Joint pains and swellings, with other suppurations, have been noted in several of the epidemics of this disease which have ravaged various parts of the world at different times. Postdysenteric arthritis may assume noticeable and even pyemic aspects, and is occasionally fatal. The bones and joints may become involved in painful and even suppurative swellings, not alone during the active stage of the disease, but during the period of convalescence; while mildness of the primary attack does not necessarily provide immunity from later complications. Here thrombosis of large veins or thrombophlebitis are also observed. When the joints are involved it is usually in irregular order and not simultaneously. Joint lesion does not necessarily proceed to suppuration, but perhaps only to the point of edema and fluid exudation or hydrops. In the Cuban and South African campaigns, during which dysentery prevailed, joint complications were noted.

CHOLERA.

Cholera is usually too rapid and too violent in its course to be followed by secondary infections. Nevertheless, Poulet reports from Val-de-Grace several instances of articular and osseous lesions, some of these characterized by effusion of fluid which was sometimes very thick and resembled balsam, while at other times pus was present.

PNEUMONIA.

Pneumonia having now taken its place as a distinct germ disease, and the micrococcus of Fränkel and the capsule coccus of Friedländer being well established as the active agents in the two principal forms of this disease, pus may be found in other parts of the body. The most common surgical sequels of pneumonia occur as postpneumonic pyarthrosis, which has been wrongly considered a rheumatic affection.

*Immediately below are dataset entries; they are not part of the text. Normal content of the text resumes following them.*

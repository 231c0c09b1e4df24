use crate::domain::notify::Notifier;
use crate::domain::price::{PriceAnalyzer, PriceFeed, PriceStore, Signal};
use crate::domain::report::{Report, ReportLine};
use crate::shared::config::BotConfig;
use crate::shared::errors::PriceError;
use crate::shared::types::{Symbol, SymbolSet};
use chrono::Utc;
use std::sync::Arc;
use std::time::Duration;
use tokio::time::MissedTickBehavior;
use tracing::{debug, error, info, warn};

/// Price monitor configuration
#[derive(Debug, Clone)]
pub struct PriceMonitorConfig {
    pub interval: Duration,
    pub warmup: Duration,
    pub fetch_timeout: Duration,
    pub report_title: String,
    pub chat_id: Option<String>,
}

impl From<&BotConfig> for PriceMonitorConfig {
    fn from(cfg: &BotConfig) -> Self {
        Self {
            interval: cfg.interval,
            warmup: cfg.warmup,
            fetch_timeout: cfg.fetch_timeout,
            report_title: cfg.report_title(),
            chat_id: cfg.chat_id.clone(),
        }
    }
}

/// What a single cycle ended with
#[derive(Debug, Clone)]
pub enum CycleOutcome {
    /// No chat configured, nothing fetched or sent
    NoTarget,
    /// No lines were produced
    Empty,
    Sent(Report),
    SendFailed(Report),
}

/// Periodic fetch-evaluate-report loop
pub struct PriceMonitor {
    config: PriceMonitorConfig,
    symbols: Arc<SymbolSet>,
    feed: Arc<dyn PriceFeed>,
    notifier: Arc<dyn Notifier>,
    store: Arc<PriceStore>,
}

impl PriceMonitor {
    pub fn new(
        config: PriceMonitorConfig,
        symbols: Arc<SymbolSet>,
        feed: Arc<dyn PriceFeed>,
        notifier: Arc<dyn Notifier>,
        store: Arc<PriceStore>,
    ) -> Self {
        Self {
            config,
            symbols,
            feed,
            notifier,
            store,
        }
    }

    /// Run forever: one cycle after the warm-up delay, then one per interval.
    ///
    /// Cycles run back to back on this task, so they never overlap; a cycle
    /// that overruns the interval delays the next tick instead of bursting.
    pub async fn run(self) {
        info!(
            "🚀 Starting price monitor: {} symbols, interval {}s, feed {}",
            self.symbols.len(),
            self.config.interval.as_secs(),
            self.feed.name()
        );

        tokio::time::sleep(self.config.warmup).await;

        let mut ticker = tokio::time::interval(self.config.interval);
        ticker.set_missed_tick_behavior(MissedTickBehavior::Delay);

        loop {
            ticker.tick().await;
            self.run_cycle().await;
        }
    }

    /// Execute one full cycle over every symbol
    pub async fn run_cycle(&self) -> CycleOutcome {
        let chat_id = match self.config.chat_id.as_deref() {
            Some(chat_id) => chat_id,
            None => {
                warn!("TELEGRAM_CHAT_ID not set.");
                return CycleOutcome::NoTarget;
            }
        };

        let report = self.collect_report().await;
        if report.is_empty() {
            debug!("No symbols tracked, nothing to send");
            return CycleOutcome::Empty;
        }

        match self.notifier.send_message(chat_id, &report.render()).await {
            Ok(()) => {
                info!("Sent signals");
                CycleOutcome::Sent(report)
            }
            Err(e) => {
                error!("send failed: {}", e);
                CycleOutcome::SendFailed(report)
            }
        }
    }

    /// Fetch every symbol in order, update the store and build the report
    pub async fn collect_report(&self) -> Report {
        let mut report = Report::new(self.config.report_title.clone(), Utc::now());

        for symbol in self.symbols.iter() {
            let line = match self.fetch(symbol).await {
                Ok(price) => {
                    let previous = self.store.get(symbol).await;
                    let signal = PriceAnalyzer::evaluate(previous, price);
                    self.store.set(symbol, price).await;
                    ReportLine::Priced {
                        symbol: symbol.clone(),
                        price,
                        signal,
                    }
                }
                Err(e) => {
                    warn!("fetch error {}: {}", symbol, e);
                    ReportLine::Unavailable {
                        symbol: symbol.clone(),
                    }
                }
            };
            debug!("{}", line);
            report.push(line);
        }

        let unavailable = report
            .lines
            .iter()
            .filter(|line| line.signal() == Signal::Unavailable)
            .count();
        if unavailable > 0 {
            warn!("{} of {} symbols unavailable this cycle", unavailable, report.lines.len());
        }

        report
    }

    async fn fetch(&self, symbol: &Symbol) -> Result<f64, PriceError> {
        match tokio::time::timeout(self.config.fetch_timeout, self.feed.last_price(symbol)).await {
            Ok(result) => result,
            Err(_) => Err(PriceError::Timeout(self.config.fetch_timeout.as_secs())),
        }
    }
}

These lesions are of embolic or of metastatic origin.

INFLUENZA, OR LA GRIPPE.

This disease has assumed prominence in medical literature, and not a few instances have been reported of surgical sequels—abscesses, purulent ear disease, pyarthrosis, bone lesions, etc. Even necrosis has been repeatedly observed.

MEASLES AND SCARLATINA.

The infectious agent in these affections is not yet recognized and their surgical sequels should be regarded as due to secondary pyogenic infections.